Source material:

..........

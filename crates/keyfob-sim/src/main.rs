//! Keyfob simulator
//!
//! Runs complete wake cycles of the keyfob on simulated hardware against a
//! simulated lock controller and BLE central.

use anyhow::{bail, Context, Result};
use clap::{Parser, Subcommand};
use keyfob::config::{BONDING_PEER, KEY_EXCHANGE_PEER, OWN_ADDRESS};
use keyfob::device::{ALERT_LEVEL_UUID, RFID_CHARACTERISTIC_UUID};
use keyfob::sim::{LockEvent, SimAir, SimBle, SimBoard, SimLock, SimRadio};
use keyfob::store::RFID_KEY_SIZE;
use keyfob::{
    Clock, CredentialStore, Hardware, Keyfob, KeyfobConfig, LoopStatus, ManualClock, MasterKey,
    MemoryCredentialStore, RfidKey,
};
use log::info;
use tracing_subscriber::filter::LevelFilter;
use tracing_subscriber::EnvFilter;

/// Give up on a wake cycle after this many loop iterations
const MAX_ITERATIONS: usize = 100_000;

#[derive(Parser)]
#[command(name = "keyfob-sim", version, about = "Simulate keyfob wake cycles")]
struct Cli {
    /// Increase log verbosity (-v, -vv, -vvv)
    #[arg(short, long, action = clap::ArgAction::Count, global = true)]
    verbose: u8,

    /// Simulated milliseconds per main loop iteration
    #[arg(long, default_value_t = 50, global = true)]
    tick: u64,

    #[command(subcommand)]
    command: Command,
}

#[derive(Subcommand)]
enum Command {
    /// Pair with a new lock over the radio, then unlock with the derived key
    PairRadio,
    /// Bond with a BLE central and receive its RFID credential
    PairBle {
        /// RFID credential handed over by the central, as hex
        #[arg(long, default_value = "00112233445566778899")]
        rfid: String,
    },
    /// Press the button and unlock with a pre-shared key
    Unlock {
        /// Master key shared with the lock, as hex
        #[arg(long, default_value = "000102030405060708090a0b0c0d0e0f")]
        key: String,
        /// Give the lock a different key so authentication fails
        #[arg(long)]
        wrong_key: bool,
    },
    /// Wake by BLE connection with the alert level set
    Alert,
}

/// Keyfob, lock and the shared simulated world
struct Simulation {
    air: SimAir,
    radio: SimRadio,
    ble: SimBle,
    board: SimBoard,
    clock: ManualClock,
    tick: u64,
}

impl Simulation {
    fn new(tick: u64) -> Self {
        let air = SimAir::new();
        let radio = air.endpoint(OWN_ADDRESS);
        Self {
            air,
            radio,
            ble: SimBle::new(),
            board: SimBoard::new(),
            clock: ManualClock::starting_at(0),
            tick,
        }
    }

    fn keyfob(&self, store: MemoryCredentialStore) -> Keyfob {
        Keyfob::new(
            KeyfobConfig::default(),
            Hardware {
                radio: Box::new(self.radio.clone()),
                ble: Box::new(self.ble.clone()),
                store: Box::new(store),
                board: Box::new(self.board.clone()),
                clock: Box::new(self.clock.clone()),
            },
        )
    }

    fn lock(&self) -> SimLock {
        SimLock::new(self.air.endpoint(KEY_EXCHANGE_PEER))
    }

    /// Wake the keyfob and poll it, the lock and the central until it sleeps
    fn cycle(&self, keyfob: &mut Keyfob, lock: &mut SimLock) -> Result<Vec<LockEvent>> {
        let started = self.clock.now_ms();
        let mut events = Vec::new();

        if keyfob.wake() == LoopStatus::Running {
            let mut iterations = 0;
            loop {
                if let Some(event) = lock.poll(self.clock.now_ms()) {
                    events.push(event);
                }
                lock.serve_credential(&self.ble, BONDING_PEER);

                if keyfob.poll() == LoopStatus::Asleep {
                    break;
                }
                self.clock.advance(self.tick);

                iterations += 1;
                if iterations == MAX_ITERATIONS {
                    bail!("keyfob still awake after {} ms", self.clock.now_ms() - started);
                }
            }
        }

        let report = keyfob.report();
        println!(
            "wake cycle: {} ms, woke as {}, slept on {}",
            self.clock.now_ms() - started,
            report
                .wake
                .map_or_else(|| "unknown".to_string(), |wake| wake.to_string()),
            report
                .sleep_reason
                .map_or_else(|| "nothing".to_string(), |reason| reason.to_string()),
        );
        if let Some(error) = &report.setup_error {
            println!("  setup error: {}", error);
        }
        for event in &events {
            println!("  lock: {:?}", event);
        }
        Ok(events)
    }
}

fn parse_key<const N: usize>(text: &str, what: &str) -> Result<[u8; N]> {
    let bytes = hex::decode(text).with_context(|| format!("{} is not valid hex", what))?;
    let len = bytes.len();
    bytes
        .try_into()
        .map_err(|_| anyhow::anyhow!("{} must be {} bytes, got {}", what, N, len))
}

fn pair_radio(sim: &Simulation) -> Result<()> {
    // Radio only: the BLE module is not fitted
    sim.ble.set_fail_init(true);
    sim.board.set_cable_present(true);

    let mut lock = sim.lock();
    lock.start_pairing(sim.clock.now_ms());
    let mut keyfob = sim.keyfob(MemoryCredentialStore::new());

    sim.cycle(&mut keyfob, &mut lock)?;
    let Some(peer) = keyfob.store().paired_peer() else {
        bail!("pairing did not store a credential");
    };
    if let Some(key) = keyfob.store().credential(peer) {
        println!("  paired with {} using key {}", peer, key.fingerprint());
    }

    sim.board.set_cable_present(false);
    sim.board.set_button_pressed(true);
    sim.clock.advance(10_000);
    sim.cycle(&mut keyfob, &mut lock)?;

    if !keyfob.report().authenticated {
        bail!("unlock with the derived key failed");
    }
    Ok(())
}

fn pair_ble(sim: &Simulation, rfid: &str) -> Result<()> {
    let rfid = RfidKey::new(parse_key::<RFID_KEY_SIZE>(rfid, "RFID credential")?);
    sim.board.set_cable_present(true);

    let mut lock = sim.lock().with_rfid(rfid.clone());
    let mut keyfob = sim.keyfob(MemoryCredentialStore::new());

    // The central shows up once the keyfob advertises
    sim.ble.connect();
    sim.ble.request_passcode();
    sim.ble.bond();
    sim.cycle(&mut keyfob, &mut lock)?;

    match keyfob.store().rfid_credential() {
        Some(stored) if stored == rfid => {
            println!("  stored RFID credential {}", stored.fingerprint());
            Ok(())
        }
        _ => bail!("bonding did not store the RFID credential"),
    }
}

fn unlock(sim: &Simulation, key: &str, wrong_key: bool) -> Result<()> {
    let key = MasterKey::new(parse_key(key, "master key")?);
    let lock_key = if wrong_key {
        let mut bytes = *key.as_bytes();
        bytes[0] ^= 0xFF;
        MasterKey::new(bytes)
    } else {
        key.clone()
    };

    let mut store = MemoryCredentialStore::new();
    store.set_credential(KEY_EXCHANGE_PEER, &key)?;
    let mut lock = sim.lock().with_key(lock_key);
    let mut keyfob = sim.keyfob(store);

    sim.board.set_button_pressed(true);
    sim.cycle(&mut keyfob, &mut lock)?;

    println!(
        "  unlock {}",
        if keyfob.report().authenticated {
            "acknowledged"
        } else {
            "not acknowledged"
        }
    );
    Ok(())
}

fn alert(sim: &Simulation) -> Result<()> {
    sim.ble.preprogram(&[
        (RFID_CHARACTERISTIC_UUID, vec![0; RFID_KEY_SIZE]),
        (ALERT_LEVEL_UUID, vec![2]),
    ]);
    sim.ble.set_link(true, true);

    let mut lock = sim.lock();
    let mut keyfob = sim.keyfob(MemoryCredentialStore::new());
    sim.cycle(&mut keyfob, &mut lock)?;

    println!("  {} alert pulses played", keyfob.report().alert_pulses);
    Ok(())
}

fn main() -> Result<()> {
    let cli = Cli::parse();

    let level = match cli.verbose {
        0 => LevelFilter::WARN,
        1 => LevelFilter::INFO,
        2 => LevelFilter::DEBUG,
        _ => LevelFilter::TRACE,
    };
    tracing_subscriber::fmt()
        .with_env_filter(
            EnvFilter::builder()
                .with_default_directive(level.into())
                .from_env_lossy(),
        )
        .with_target(false)
        .init();

    let sim = Simulation::new(cli.tick);
    info!("Simulating with {} ms ticks", cli.tick);

    match cli.command {
        Command::PairRadio => pair_radio(&sim),
        Command::PairBle { rfid } => pair_ble(&sim, &rfid),
        Command::Unlock { key, wrong_key } => unlock(&sim, &key, wrong_key),
        Command::Alert => alert(&sim),
    }
}
//! Constants for the key exchange protocol

use crate::types::Millis;

// Message opcodes
pub const ECDH_PUBLIC_KEY: u8 = 0xE1;

// Uncompressed SEC1 encoding of a P-256 point: 0x04 || x || y
pub const SEC1_UNCOMPRESSED_TAG: u8 = 0x04;
pub const PUBLIC_KEY_SIZE: usize = 65;
pub const PUBLIC_KEY_MESSAGE_SIZE: usize = 1 + PUBLIC_KEY_SIZE;

// Timeouts (in milliseconds)
pub const KEY_EXCHANGE_TIMEOUT: Millis = 15_000;
pub const PUBLIC_KEY_RETRANSMIT_INTERVAL: Millis = 2_000;
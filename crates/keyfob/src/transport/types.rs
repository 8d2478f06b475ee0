//! Type definitions for transport operations

use crate::types::PeerId;
use thiserror::Error;

/// Error types specific to transport operations
#[derive(Debug, Clone, Error, PartialEq, Eq)]
pub enum TransportError {
    #[error("Send to {0} could not be issued")]
    SendFailed(PeerId),

    #[error("Link not connected")]
    NotConnected,

    #[error("Frame too large: {0} bytes")]
    FrameTooLarge(usize),

    #[error("Transport unavailable: {0}")]
    Unavailable(String),

    #[error("Request rejected by module: {0}")]
    Rejected(String),
}

/// Result type for transport operations
pub type TransportResult<T> = std::result::Result<T, TransportError>;

/// One received frame together with its sender
#[derive(Debug, Clone, PartialEq, Eq)]
pub struct Datagram {
    /// Address of the sender
    pub from: PeerId,
    /// Frame payload
    pub data: Vec<u8>,
}

impl Datagram {
    /// Create a new datagram
    pub fn new(from: PeerId, data: Vec<u8>) -> Self {
        Self { from, data }
    }

    /// First byte of the payload, if any
    pub fn opcode(&self) -> Option<u8> {
        self.data.first().copied()
    }
}
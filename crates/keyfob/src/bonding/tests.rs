//! Tests for the bonding engine

use super::*;
use crate::error::KeyfobError;
use crate::sim::SimBle;
use crate::store::RfidKey;
use crate::transport::{BleTransport, DatagramTransport};
use crate::types::{AuthOutcome, PeerId};

const CENTRAL: PeerId = PeerId(3);

fn rfid() -> RfidKey {
    RfidKey::new([0xA5; 10])
}

fn module() -> SimBle {
    let mut ble = SimBle::new();
    ble.init().unwrap();
    ble.set_peer_address(CENTRAL);
    ble
}

#[test]
fn test_full_bonding_flow() {
    let mut ble = module();
    let mut engine = BondingEngine::new(BondingConfig::default());

    assert!(engine.start_pairing(&mut ble, 0));
    assert_eq!(engine.state(), BondingState::Advertising);
    assert!(ble.is_advertising());
    assert_eq!(engine.poll(&mut ble, 10), AuthOutcome::Busy);

    ble.connect();
    engine.on_passcode_requested();
    assert_eq!(engine.poll(&mut ble, 20), AuthOutcome::PasscodeRequested);
    assert_eq!(engine.state(), BondingState::PasscodeRequested);
    assert_eq!(engine.poll(&mut ble, 30), AuthOutcome::Busy);

    ble.bond();
    engine.on_bonded();
    assert_eq!(engine.poll(&mut ble, 40), AuthOutcome::Busy);
    assert_eq!(engine.state(), BondingState::Bonded);

    // First poll on a secure link requests the credential
    assert_eq!(engine.poll(&mut ble, 50), AuthOutcome::Busy);
    assert_eq!(ble.take_sent(), vec![(CENTRAL, vec![CREDENTIAL_REQUEST])]);
    assert_eq!(engine.credential(), Err(KeyfobError::InvalidState));

    let response = CredentialResponse { key: rfid() };
    ble.central_send(CENTRAL, &response.serialize());
    assert_eq!(engine.poll(&mut ble, 60), AuthOutcome::Ok);
    assert_eq!(engine.state(), BondingState::CredentialExchanged);
    assert_eq!(engine.credential().unwrap(), rfid());
    assert_eq!(engine.poll(&mut ble, 70), AuthOutcome::Ok);
}

#[test]
fn test_waits_for_encrypted_link() {
    let mut ble = module();
    let mut engine = BondingEngine::new(BondingConfig::default());
    engine.start_pairing(&mut ble, 0);

    ble.connect();
    engine.on_bonded();
    engine.poll(&mut ble, 10);
    assert_eq!(engine.state(), BondingState::Bonded);

    // Link not secured yet
    assert_eq!(engine.poll(&mut ble, 20), AuthOutcome::Busy);
    assert!(ble.take_sent().is_empty());
}

#[test]
fn test_garbage_on_data_channel_is_ignored() {
    let mut ble = module();
    let mut engine = BondingEngine::new(BondingConfig::default());
    engine.start_pairing(&mut ble, 0);
    ble.connect();
    ble.bond();
    engine.on_bonded();
    engine.poll(&mut ble, 10);
    engine.poll(&mut ble, 20);

    ble.central_send(CENTRAL, &[CREDENTIAL_RESPONSE, 1, 2]);
    ble.central_send(CENTRAL, &[0x00]);
    assert_eq!(engine.poll(&mut ble, 30), AuthOutcome::Busy);
    assert_eq!(engine.state(), BondingState::Bonded);
}

#[test]
fn test_advertising_window_expires() {
    let mut ble = module();
    let config = BondingConfig::default();
    let window = config.advertising_window_ms;
    let mut engine = BondingEngine::new(config);
    engine.start_pairing(&mut ble, 0);

    assert_eq!(engine.poll(&mut ble, window), AuthOutcome::Busy);
    assert_eq!(engine.poll(&mut ble, window + 1), AuthOutcome::NoAuthentication);
    assert_eq!(engine.state(), BondingState::Idle);
}

#[test]
fn test_central_never_sends_credential() {
    let mut ble = module();
    let config = BondingConfig::default();
    let timeout = config.credential_timeout_ms;
    let mut engine = BondingEngine::new(config);
    engine.start_pairing(&mut ble, 0);
    ble.connect();
    ble.bond();
    engine.on_bonded();
    engine.poll(&mut ble, 100);

    assert_eq!(engine.poll(&mut ble, 100 + timeout + 1), AuthOutcome::NoAuthentication);
}

#[test]
fn test_link_loss_aborts() {
    let mut ble = module();
    let mut engine = BondingEngine::new(BondingConfig::default());
    engine.start_pairing(&mut ble, 0);
    ble.connect();
    engine.on_passcode_requested();
    engine.poll(&mut ble, 10);

    engine.on_link_down();
    assert_eq!(engine.poll(&mut ble, 20), AuthOutcome::NoAuthentication);
    assert_eq!(engine.state(), BondingState::Idle);
}

#[test]
fn test_advertising_refused() {
    let mut ble = module();
    ble.set_fail_advertising(true);
    let mut engine = BondingEngine::new(BondingConfig::default());

    assert!(!engine.start_pairing(&mut ble, 0));
    assert_eq!(engine.state(), BondingState::Idle);
    assert_eq!(engine.poll(&mut ble, 10), AuthOutcome::NoAuthentication);
}

#[test]
fn test_events_ignored_when_idle() {
    let mut ble = module();
    let mut engine = BondingEngine::new(BondingConfig::default());

    engine.on_bonded();
    engine.on_passcode_requested();
    assert_eq!(engine.poll(&mut ble, 10), AuthOutcome::NoAuthentication);
}
//! Keyfob - pairing and authentication core for a long-range radio keyfob
//!
//! This library implements the protocol side of a keyfob that unlocks a paired
//! lock controller over a point-to-point radio link, with a Bluetooth LE
//! channel used for credential provisioning. It includes an ECDH key exchange,
//! a nonce-based challenge/response initiator, a BLE bonding engine and the
//! wake-cycle orchestrator that drives them, all written against capability
//! traits so they can run on real drivers or on the in-memory simulation.

pub mod bonding;
pub mod challenge;
pub mod clock;
pub mod config;
pub mod crypto;
pub mod device;
pub mod ecdh;
pub mod error;
pub mod sim;
pub mod store;
pub mod transport;
pub mod types;
pub mod uuid;

// Re-export common types for convenience
pub use bonding::{BondingEngine, BondingState};
pub use challenge::{ChallengeInitiator, ChallengeResponder, ChallengeState};
pub use clock::{Clock, ManualClock, SystemClock};
pub use config::KeyfobConfig;
pub use device::{
    AlertState, Board, CycleReport, DeviceMode, Hardware, Keyfob, LoopStatus, SessionKind,
    SleepReason, WakeContext, WakeupSource,
};
pub use ecdh::{KeyExchange, KeyExchangeRole, KeyExchangeState};
pub use error::{KeyfobError, KeyfobResult};
pub use store::{CredentialStore, MasterKey, MemoryCredentialStore, RfidKey};
pub use transport::{BleEvent, BleTransport, Datagram, DatagramTransport, RadioTransport, TransportError};
pub use types::{AuthOutcome, Millis, PeerId};
pub use uuid::Uuid;
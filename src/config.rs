// src/config.rs
// =============================================================================
// Validated scan settings.
//
// The CLI hands us raw numbers; ScanConfig is what the engine actually runs
// with. Converting from Cli is the one place where zero workers, a zero rate
// or a zero timeout get rejected, so the engine never has to re-check them.
// =============================================================================

use crate::cli::Cli;
use crate::error::ScanError;
use std::time::Duration;

pub const DEFAULT_WORKERS: usize = 10;
pub const DEFAULT_RATE: u32 = 10;
pub const DEFAULT_TIMEOUT_SECS: u64 = 10;

/// One tick per nanosecond; above this the tick period would be zero
pub const MAX_RATE: u32 = 1_000_000_000;

const USER_AGENT: &str = concat!("dirfuzz/", env!("CARGO_PKG_VERSION"));

/// How results are written to stdout
#[derive(Debug, Clone, Copy, PartialEq, Eq, Default)]
pub enum OutputFormat {
    /// `Found: <url> - Status: <code>` / `Error: <url> - <message>`
    #[default]
    Text,
    /// One JSON object per reported result
    Json,
}

#[derive(Debug, Clone)]
pub struct ScanConfig {
    /// URL template; every FUZZ is replaced by a word
    pub template: String,
    /// Size of the worker pool, also the capacity of both queues
    pub workers: usize,
    /// Global requests-per-second cap
    pub rate: u32,
    /// Timeout applied to each request on its own
    pub timeout: Duration,
    pub user_agent: String,
    pub format: OutputFormat,
}

impl ScanConfig {
    /// Settings with the CLI defaults for the given template
    pub fn new(template: impl Into<String>) -> Self {
        Self {
            template: template.into(),
            workers: DEFAULT_WORKERS,
            rate: DEFAULT_RATE,
            timeout: Duration::from_secs(DEFAULT_TIMEOUT_SECS),
            user_agent: USER_AGENT.to_string(),
            format: OutputFormat::Text,
        }
    }

    pub fn with_workers(mut self, workers: usize) -> Self {
        self.workers = workers;
        self
    }

    pub fn with_rate(mut self, rate: u32) -> Self {
        self.rate = rate;
        self
    }

    pub fn with_timeout(mut self, timeout: Duration) -> Self {
        self.timeout = timeout;
        self
    }

    pub fn with_format(mut self, format: OutputFormat) -> Self {
        self.format = format;
        self
    }

    /// Rejects settings the engine cannot run with
    pub fn validate(&self) -> Result<(), ScanError> {
        if self.workers == 0 {
            return Err(ScanError::NoWorkers);
        }
        if self.rate == 0 {
            return Err(ScanError::ZeroRate);
        }
        if self.rate > MAX_RATE {
            return Err(ScanError::RateTooHigh { max: MAX_RATE });
        }
        if self.timeout.is_zero() {
            return Err(ScanError::ZeroTimeout);
        }
        Ok(())
    }
}

impl TryFrom<&Cli> for ScanConfig {
    type Error = ScanError;

    fn try_from(cli: &Cli) -> Result<Self, Self::Error> {
        let format = if cli.json {
            OutputFormat::Json
        } else {
            OutputFormat::Text
        };

        let config = ScanConfig::new(cli.url.clone())
            .with_workers(cli.threads)
            .with_rate(cli.rate)
            .with_timeout(Duration::from_secs(cli.timeout))
            .with_format(format);

        config.validate()?;
        Ok(config)
    }
}

#[cfg(test)]
mod tests {
    use super::*;
    use clap::Parser;

    fn parse(args: &[&str]) -> Cli {
        let mut full = vec!["dirfuzz", "-u", "http://x.test/FUZZ", "-w", "words.txt"];
        full.extend_from_slice(args);
        Cli::try_parse_from(full).unwrap()
    }

    #[test]
    fn test_from_cli_defaults() {
        let config = ScanConfig::try_from(&parse(&[])).unwrap();
        assert_eq!(config.template, "http://x.test/FUZZ");
        assert_eq!(config.workers, 10);
        assert_eq!(config.rate, 10);
        assert_eq!(config.timeout, Duration::from_secs(10));
        assert_eq!(config.format, OutputFormat::Text);
        assert!(config.user_agent.starts_with("dirfuzz/"));
    }

    #[test]
    fn test_from_cli_json() {
        let config = ScanConfig::try_from(&parse(&["--json"])).unwrap();
        assert_eq!(config.format, OutputFormat::Json);
    }

    #[test]
    fn test_zero_workers_rejected() {
        let err = ScanConfig::try_from(&parse(&["-t", "0"])).unwrap_err();
        assert!(matches!(err, ScanError::NoWorkers));
    }

    #[test]
    fn test_zero_rate_rejected() {
        let err = ScanConfig::try_from(&parse(&["--rate", "0"])).unwrap_err();
        assert!(matches!(err, ScanError::ZeroRate));
    }

    #[test]
    fn test_rate_above_max_rejected() {
        let err = ScanConfig::try_from(&parse(&["--rate", "2000000000"])).unwrap_err();
        assert!(matches!(err, ScanError::RateTooHigh { max: MAX_RATE }));
    }

    #[test]
    fn test_max_rate_accepted() {
        let config = ScanConfig::new("http://x.test/FUZZ").with_rate(MAX_RATE);
        assert!(config.validate().is_ok());
    }

    #[test]
    fn test_zero_timeout_rejected() {
        let err = ScanConfig::try_from(&parse(&["--timeout", "0"])).unwrap_err();
        assert!(matches!(err, ScanError::ZeroTimeout));
    }
}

..........

Task brief: Quote every line of the records above, from the first down to the one holding "#[derive(Parser)]", exactly as written.

Written response:
filename crates/keyfob-sim/src/main.rs
//! Keyfob simulator
//!
//! Runs complete wake cycles of the keyfob on simulated hardware against a
//! simulated lock controller and BLE central.

use anyhow::{bail, Context, Result};
use clap::{Parser, Subcommand};
use keyfob::config::{BONDING_PEER, KEY_EXCHANGE_PEER, OWN_ADDRESS};
use keyfob::device::{ALERT_LEVEL_UUID, RFID_CHARACTERISTIC_UUID};
use keyfob::sim::{LockEvent, SimAir, SimBle, SimBoard, SimLock, SimRadio};
use keyfob::store::RFID_KEY_SIZE;
use keyfob::{
    Clock, CredentialStore, Hardware, Keyfob, KeyfobConfig, LoopStatus, ManualClock, MasterKey,
    MemoryCredentialStore, RfidKey,
};
use log::info;
use tracing_subscriber::filter::LevelFilter;
use tracing_subscriber::EnvFilter;

/// Give up on a wake cycle after this many loop iterations
const MAX_ITERATIONS: usize = 100_000;

#[derive(Parser)]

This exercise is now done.